FIG. 3.

(A) Kinetics of binding of types 1-1, 2-2, and 2-1 HbHp to strain DNM140 (HpuA⁺B⁺). The data are presented as described in the legend to Fig. 2. The data for each ligand represent the mean of at least three independent experiments conducted in duplicate (total of six data sets per data point on the graph). (B) Kinetics of binding of types 1-1, 2-2, and 2-1 apo-Hp to strain DNM140. As above, data presented are the mean of three separate assays in which each sample was assayed in duplicate. (C) Binding of all three apo-Hp and HbHp phenotypes to DNM68 (HpuA⁻B⁻), DNM69 (HpuA⁻B⁺), and DNM143 (HpuA⁺B⁻).
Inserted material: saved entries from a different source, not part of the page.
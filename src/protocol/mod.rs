//! Binary Protocol Implementation
//!
//! Gibson's wire protocol: length-prefixed binary frames over TCP or a Unix
//! domain socket. A request is a `u32` size word, a `u16` opcode and the
//! opcode's fixed argument shape; a reply is a size word, a `u16` reply
//! code and a code-specific payload.
//!
//! ## Modules
//!
//! - `types`: opcodes, reply codes, the [`Command`] and [`Reply`] enums
//! - `codec`: request decoding and request/reply frame encoding
//!
//! The protocol is strict on purpose: a malformed frame (unknown opcode,
//! wrong argument shape, over-limit key or value) is not answered with an
//! error reply — the connection layer logs it and drops the client.
//! Semantic conditions (missing key, locked item, non-numeric INC target)
//! travel back as ordinary replies instead.

pub mod codec;
pub mod types;

// Re-export commonly used types for convenience
pub use codec::{decode_command, encode_command, FrameLimits, ProtocolError};
pub use types::{opcode, reply_code, Command, Reply};
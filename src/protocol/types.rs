//! Wire Protocol Types
//!
//! Gibson speaks a length-prefixed binary protocol. Every frame starts with
//! a little-endian `u32` counting the bytes that follow it.
//!
//! ## Request Frame
//!
//! ```text
//! ┌────────────┬──────────────┬──────────────────────────────┐
//! │ size (u32) │ opcode (u16) │ arguments                    │
//! └────────────┴──────────────┴──────────────────────────────┘
//! ```
//!
//! Arguments are length-prefixed fields (`u32 len` + bytes) and fixed-width
//! integers, in the exact shape each opcode demands. Anything else — an
//! unknown opcode, missing or trailing bytes, an over-limit key or value —
//! drops the client.
//!
//! ## Reply Frame
//!
//! ```text
//! ┌────────────┬────────────┬────────────────────────────────┐
//! │ size (u32) │ code (u16) │ payload                        │
//! └────────────┴────────────┴────────────────────────────────┘
//! ```
//!
//! VAL payloads carry `u8 encoding, u32 len, bytes`; KVAL payloads carry a
//! `u32` count of `key, encoding, value` entries. A COMPRESSED encoding tag
//! is diagnostic only — the bytes on the wire are always the decompressed
//! form.

use bytes::{BufMut, Bytes, BytesMut};

use crate::storage::Encoding;

/// Request opcodes.
pub mod opcode {
    pub const SET: u16 = 0x01;
    pub const TTL: u16 = 0x02;
    pub const GET: u16 = 0x03;
    pub const DEL: u16 = 0x04;
    pub const INC: u16 = 0x05;
    pub const DEC: u16 = 0x06;
    pub const LOCK: u16 = 0x07;
    pub const UNLOCK: u16 = 0x08;
    pub const COUNT: u16 = 0x09;
    pub const META: u16 = 0x0a;
    pub const KEYS: u16 = 0x0b;

    pub const MSET: u16 = 0x15;
    pub const MTTL: u16 = 0x16;
    pub const MGET: u16 = 0x17;
    pub const MDEL: u16 = 0x18;
    pub const MINC: u16 = 0x19;
    pub const MDEC: u16 = 0x1a;
    pub const MLOCK: u16 = 0x1b;
    pub const MUNLOCK: u16 = 0x1c;
    pub const MCOUNT: u16 = 0x1d;

    pub const STATS: u16 = 0x28;
    pub const PING: u16 = 0x29;
}

/// Reply codes.
pub mod reply_code {
    pub const ERR: u16 = 0x00;
    pub const NOT_FOUND: u16 = 0x01;
    pub const NAN: u16 = 0x02;
    pub const LOCKED: u16 = 0x03;
    pub const OK: u16 = 0x04;
    pub const VAL: u16 = 0x05;
    pub const KVAL: u16 = 0x06;
}

/// A decoded request.
#[derive(Debug, Clone, PartialEq, Eq)]
pub enum Command {
    // single-key operations
    Set { ttl: u64, key: Bytes, value: Bytes },
    Ttl { key: Bytes, ttl: u64 },
    Get { key: Bytes },
    Del { key: Bytes },
    Inc { key: Bytes },
    Dec { key: Bytes },
    Lock { key: Bytes, seconds: u64 },
    Unlock { key: Bytes },
    Count { key: Bytes },
    Meta { key: Bytes, field: Bytes },
    Keys { prefix: Bytes },

    // multi (prefix-wide) operations
    MSet { prefix: Bytes, value: Bytes },
    MTtl { prefix: Bytes, ttl: u64 },
    MGet { prefix: Bytes },
    MDel { prefix: Bytes },
    MInc { prefix: Bytes },
    MDec { prefix: Bytes },
    MLock { prefix: Bytes, seconds: u64 },
    MUnlock { prefix: Bytes },
    MCount { prefix: Bytes },

    // server operations
    Stats,
    Ping,
}

impl Command {
    /// The operation's name, for logging.
    pub fn name(&self) -> &'static str {
        match self {
            Command::Set { .. } => "SET",
            Command::Ttl { .. } => "TTL",
            Command::Get { .. } => "GET",
            Command::Del { .. } => "DEL",
            Command::Inc { .. } => "INC",
            Command::Dec { .. } => "DEC",
            Command::Lock { .. } => "LOCK",
            Command::Unlock { .. } => "UNLOCK",
            Command::Count { .. } => "COUNT",
            Command::Meta { .. } => "META",
            Command::Keys { .. } => "KEYS",
            Command::MSet { .. } => "MSET",
            Command::MTtl { .. } => "MTTL",
            Command::MGet { .. } => "MGET",
            Command::MDel { .. } => "MDEL",
            Command::MInc { .. } => "MINC",
            Command::MDec { .. } => "MDEC",
            Command::MLock { .. } => "MLOCK",
            Command::MUnlock { .. } => "MUNLOCK",
            Command::MCount { .. } => "MCOUNT",
            Command::Stats => "STATS",
            Command::Ping => "PING",
        }
    }
}

/// A reply to be framed and written back.
#[derive(Debug, Clone, PartialEq, Eq)]
pub enum Reply {
    Ok,
    Val {
        encoding: Encoding,
        data: Bytes,
    },
    Kval {
        entries: Vec<(Bytes, Encoding, Bytes)>,
    },
    NotFound,
    Locked,
    Nan,
    Err {
        message: Option<String>,
    },
}

impl Reply {
    /// A VAL reply carrying a NUMBER-encoded integer.
    pub fn number(n: i64) -> Self {
        Reply::Val {
            encoding: Encoding::Number,
            data: Bytes::from(n.to_string()),
        }
    }

    /// An ERR reply with a message.
    pub fn error(message: impl Into<String>) -> Self {
        Reply::Err {
            message: Some(message.into()),
        }
    }

    /// The wire code for this reply.
    pub fn code(&self) -> u16 {
        match self {
            Reply::Ok => reply_code::OK,
            Reply::Val { .. } => reply_code::VAL,
            Reply::Kval { .. } => reply_code::KVAL,
            Reply::NotFound => reply_code::NOT_FOUND,
            Reply::Locked => reply_code::LOCKED,
            Reply::Nan => reply_code::NAN,
            Reply::Err { .. } => reply_code::ERR,
        }
    }

    /// Serializes the complete reply frame, size prefix included.
    pub fn serialize(&self) -> Bytes {
        let payload = self.payload();
        let mut frame = BytesMut::with_capacity(4 + 2 + payload.len());
        frame.put_u32_le((2 + payload.len()) as u32);
        frame.put_u16_le(self.code());
        frame.put_slice(&payload);
        frame.freeze()
    }

    fn payload(&self) -> BytesMut {
        let mut buf = BytesMut::new();
        match self {
            Reply::Ok | Reply::NotFound | Reply::Locked | Reply::Nan => {}
            Reply::Val { encoding, data } => {
                buf.put_u8(*encoding as u8);
                buf.put_u32_le(data.len() as u32);
                buf.put_slice(data);
            }
            Reply::Kval { entries } => {
                buf.put_u32_le(entries.len() as u32);
                for (key, encoding, value) in entries {
                    buf.put_u32_le(key.len() as u32);
                    buf.put_slice(key);
                    buf.put_u8(*encoding as u8);
                    buf.put_u32_le(value.len() as u32);
                    buf.put_slice(value);
                }
            }
            Reply::Err { message } => {
                if let Some(message) = message {
                    buf.put_u32_le(message.len() as u32);
                    buf.put_slice(message.as_bytes());
                }
            }
        }
        buf
    }
}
The height of each bar represents the amount bound on incubation of cells with 1 μM each fluorescein-labeled ligand. (D) Ability of Hb and apo-Hp to compete with HbHp for binding to strain DNM140. Cells were mixed with 150 nM FEX-labeled type 1-1 HbHp and 1.5 nM to 7.5 μM unlabeled competitors (type 1-1 HbHp, type 1-1 apo-Hp, and Hb). Results are expressed as the percentage of total binding, with 100% binding determined from control samples to which no competitor was added. Each data point represents the mean of two independent assays, with each sample assayed in duplicate.